With social media already playing a role in human trafficking, arms trading and drug smuggling, it is perhaps no surprise that the illegal wildlife trade is the latest cross-border crime to go online.
Long known as a hub for wildlife trafficking, Southeast Asia’s unsavoury reputation has been enhanced by social media – with numerous cases of buyers and sellers conducting deals while hiding behind a cloak of anonymity.
The region’s high mobile penetration rate offers buyers easy access to black market traders and vice versa, and the lack of effective monitoring combined with the popularity of social media platforms means wildlife cybercrime is a growing concern.
It marks a shift in goalposts for legislators and enforcement officers, who as it is, are hampered by a lack of resources as they try to stem a problem worth an estimated US$2.5 billion a year according to the ASEAN Centre for Biodiversity.
Southeast Asian traffickers unfazed
In 2016, CITES (the Convention on International Trade in Endangered Species of Wild Fauna and Flora) agreed to engage with relevant social media platforms, search engines and e-commerce platforms to address illegal international trade in CITES-listed species.
However, it seems that the international wildlife trade treaty has done little to deter Southeast Asian offenders.
In January, a man in Indonesia was arrested when his alleged involvement in illegal poaching surfaced after he posted a video of himself chopping an endangered hornbill on social media before eating it.
In the same month, a Malaysian was arrested after using social media to sell a live pangolin.
In Vietnam, a total of 3,195 ivory items in 165 advertisements from 53 sellers in 10 groups were found on social media from January to April 2017, according to a report by wildlife trade monitoring network TRAFFIC published last December titled ‘From tusk to trinket: Persistent illegal ivory markets in Vietnam’.
Meanwhile in Thailand, TRAFFIC found 1,521 live animals for sale online on 12 Facebook groups in 2016. Titled ‘Trading Faces: A rapid assessment on the use of Facebook to trade wildlife in Thailand’ and published last September, follow-up research on the same 12 groups in July 2018 showed that only 10 remained – but total membership had almost doubled from 106,111 to 203,445.
Among the 200 species offered for sale in the Thai report included two that are critically endangered; the Helmeted Hornbill and Siamese Crocodile. However, close to half of the species found in the report do not receive protection under Thailand’s primary wildlife law as they are not native to the country and have no legal protection or regulation.
What can ASEAN do?
The monitoring of social network platforms to weed out illegal wildlife traders is a time-consuming and resource-draining task, but technology can provide a solution to the problem it helped create.

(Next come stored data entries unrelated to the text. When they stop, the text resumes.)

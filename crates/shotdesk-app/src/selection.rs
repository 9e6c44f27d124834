// Copyright 2026 Phillip Cloud
// Licensed under the Apache License, Version 2.0

use std::collections::BTreeSet;

use crate::{RosterError, ShotId};

/// Checked rows. Cleared whenever the roster is re-rendered.
#[derive(Debug, Clone, PartialEq, Eq, Default)]
pub struct SelectionSet {
    ids: BTreeSet<ShotId>,
}

impl SelectionSet {
    /// Flips membership and returns whether the row is now checked.
    pub fn toggle(&mut self, id: ShotId) -> bool {
        if self.ids.remove(&id) {
            false
        } else {
            self.ids.insert(id);
            true
        }
    }

    pub fn contains(&self, id: ShotId) -> bool {
        self.ids.contains(&id)
    }

    pub fn clear(&mut self) {
        self.ids.clear();
    }

    pub fn len(&self) -> usize {
        self.ids.len()
    }

    pub fn is_empty(&self) -> bool {
        self.ids.is_empty()
    }

    pub fn ids(&self) -> Vec<ShotId> {
        self.ids.iter().copied().collect()
    }

    pub fn bulk_delete_visible(&self) -> bool {
        !self.is_empty()
    }

    /// Ids for one bulk request, or a validation error when nothing is
    /// checked.
    pub fn bulk_ids(&self) -> Result<Vec<ShotId>, RosterError> {
        if self.is_empty() {
            return Err(RosterError::validation("nothing selected"));
        }
        Ok(self.ids())
    }
}

#[cfg(test)]
mod tests {
    use super::SelectionSet;
    use crate::{RosterError, ShotId};

    #[test]
    fn toggle_flips_membership() {
        let mut selection = SelectionSet::default();
        assert!(!selection.bulk_delete_visible());

        assert!(selection.toggle(ShotId::new(3)));
        assert!(selection.toggle(ShotId::new(1)));
        assert!(selection.bulk_delete_visible());
        assert_eq!(selection.ids(), vec![ShotId::new(1), ShotId::new(3)]);

        assert!(!selection.toggle(ShotId::new(3)));
        assert_eq!(selection.len(), 1);
    }

    #[test]
    fn empty_selection_reports_nothing_selected() {
        let selection = SelectionSet::default();
        assert_eq!(
            selection.bulk_ids(),
            Err(RosterError::validation("nothing selected"))
        );
    }
}
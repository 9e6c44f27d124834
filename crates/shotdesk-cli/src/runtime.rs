// Copyright 2026 Phillip Cloud
// Licensed under the Apache License, Version 2.0

use anyhow::{Context, Result, bail};
use shotdesk_api::Client;
use shotdesk_app::{Request, Response};
use shotdesk_testkit::DemoServer;
use shotdesk_tui::{InternalEvent, RosterRuntime};
use std::process::Command;
use std::sync::mpsc::Sender;
use std::thread;
use tracing::{debug, warn};

const DEMO_SCHEME: &str = "demo:";

/// Talks to a live server. Every request runs on its own worker thread with
/// a clone of the HTTP client.
pub struct ApiRuntime {
    client: Client,
}

impl ApiRuntime {
    pub fn new(client: Client) -> Self {
        Self { client }
    }
}

impl RosterRuntime for ApiRuntime {
    fn execute(&mut self, request: Request) -> Response {
        execute_request(&self.client, request)
    }

    fn spawn_request(&mut self, request: Request, tx: Sender<InternalEvent>) -> Result<()> {
        let client = self.client.clone();
        thread::Builder::new()
            .name("shotdesk-request".to_owned())
            .spawn(move || {
                let response = execute_request(&client, request);
                if tx.send(InternalEvent::Response(response)).is_err() {
                    debug!("UI closed before the response arrived");
                }
            })
            .context("spawn request worker")?;
        Ok(())
    }

    fn open_target(&mut self, target: &str) -> Result<()> {
        launch(target)
    }

    fn resolve_api_path(&self, path: &str) -> String {
        self.client.resolve(path)
    }
}

/// Serves requests from an in-memory fixture server. Nothing touches the
/// network or the filesystem.
#[derive(Debug, Default)]
pub struct DemoRuntime {
    server: DemoServer,
}

impl DemoRuntime {
    pub fn new(server: DemoServer) -> Self {
        Self { server }
    }
}

impl RosterRuntime for DemoRuntime {
    fn execute(&mut self, request: Request) -> Response {
        self.server.handle(request)
    }

    fn open_target(&mut self, target: &str) -> Result<()> {
        if target.starts_with(DEMO_SCHEME) {
            bail!("export needs a live server; restart without --demo");
        }
        launch(target)
    }

    fn resolve_api_path(&self, path: &str) -> String {
        format!("{DEMO_SCHEME}{path}")
    }
}

fn execute_request(client: &Client, request: Request) -> Response {
    debug!(?request, "executing request");
    match request {
        Request::LoadSession => Response::Session(client.session()),
        Request::LoadProjects => Response::Projects(client.list_projects()),
        Request::CreateProject(project) => {
            Response::ProjectCreated(client.create_project(&project))
        }
        Request::LoadRoster { token, query } => Response::Roster {
            token,
            result: client.list_shots(&query),
        },
        Request::LoadGroup {
            token,
            index,
            reel,
            query,
        } => Response::Group {
            token,
            index,
            reel,
            result: client.list_group(&query),
        },
        Request::LoadComments { ticket } => Response::Comments {
            ticket,
            result: client.list_comments(ticket.shot_id),
        },
        Request::UpdateShot { shot_id, update } => {
            let result = client.update_shot(shot_id, &update);
            Response::ShotUpdated {
                shot_id,
                update,
                result,
            }
        }
        Request::DeleteShot { shot_id } => Response::ShotDeleted {
            shot_id,
            result: client.delete_shot(shot_id),
        },
        Request::BulkDelete { ids } => Response::BulkDeleted {
            result: client.bulk_delete(&ids),
        },
        Request::AddComment { shot_id, text } => Response::CommentAdded {
            shot_id,
            result: client.add_comment(shot_id, &text),
        },
        Request::UpdateComment { comment_id, text } => Response::CommentUpdated {
            result: client.update_comment(comment_id, &text),
        },
        Request::DeleteComment { comment_id } => Response::CommentDeleted {
            result: client.delete_comment(comment_id),
        },
        Request::ResolveToolPath { shot_id } => Response::ToolPath {
            shot_id,
            result: client.nuke_path(shot_id),
        },
        Request::GenerateComp { shot_id } => Response::CompGenerated {
            shot_id,
            result: client.generate_comp(shot_id),
        },
    }
}

/// Hands a path or URL to the desktop's default handler.
fn launch(target: &str) -> Result<()> {
    if let Err(error) = launcher_command(target).spawn() {
        warn!(target, %error, "launcher failed");
        return Err(error).with_context(|| format!("launch {target}"));
    }
    Ok(())
}

#[cfg(target_os = "windows")]
fn launcher_command(target: &str) -> Command {
    let mut command = Command::new("cmd");
    command.args(["/C", "start", "", target]);
    command
}

#[cfg(target_os = "macos")]
fn launcher_command(target: &str) -> Command {
    let mut command = Command::new("open");
    command.arg(target);
    command
}

#[cfg(not(any(target_os = "windows", target_os = "macos")))]
fn launcher_command(target: &str) -> Command {
    let mut command = Command::new("xdg-open");
    command.arg(target);
    command
}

Researchers at the University of Wyoming last year used Artificial Intelligence (AI) for wildlife image classification by first training its high-performance computer cluster to classify wildlife species by using 3.37 million camera images of 27 species from five states. Going through nearly 375,000 images, it then achieved an accuracy of 97.6 percent when identifying them – processing 2,000 images per minute, much faster than any human could.
The university has made the computer model available in a software package for Program R – a widely used programming language and free software for statistical computing.
Using this technology to scan social media platforms and send a red-flag to authorities once photos of endangered animals on sale are detected would save time and cost – especially since many endangered species are facing extinction on a daily basis.
Regionally, the ASEAN Wildlife Enforcement Network (ASEAN-WEN) which was set up in 2005 has to be revitalised. Aimed at facilitating the exchange of best practices and knowledge in combating illegal trade in endangered flora and fauna in the region, its website isn’t even functional and there have been no updates from the regional grouping for years.
One coalition which might just pull the plug on illegal wildlife trading online could be the newly formed Global Coalition to End Wildlife Trafficking Online which counts social media giants Facebook and Instagram as among its founding members.
Formed last year in partnership with TRAFFIC, WWF (World Wildlife Fund) and IFAW (International Fund for Animal Welfare), the 21-company coalition realised that traffickers were simply shifting platforms once they were detected – thus creating the need for industry-wide cooperation.
With the goal of reducing online trafficking up to 80 percent by 2020, the coalition also includes Microsoft and Google as well as e-commerce giants Alibaba and eBay.
“Advances in technology and connectivity across the world, combined with rising buying power and demand for illegal wildlife products, have increased the ease of exchange from poacher to consumer,” said WWF when announcing the coalition.
“In partnership with the world’s biggest online companies, we're now fighting back against wildlife cybercriminals seeking to exploit web-based platforms to profit from endangered wildlife.”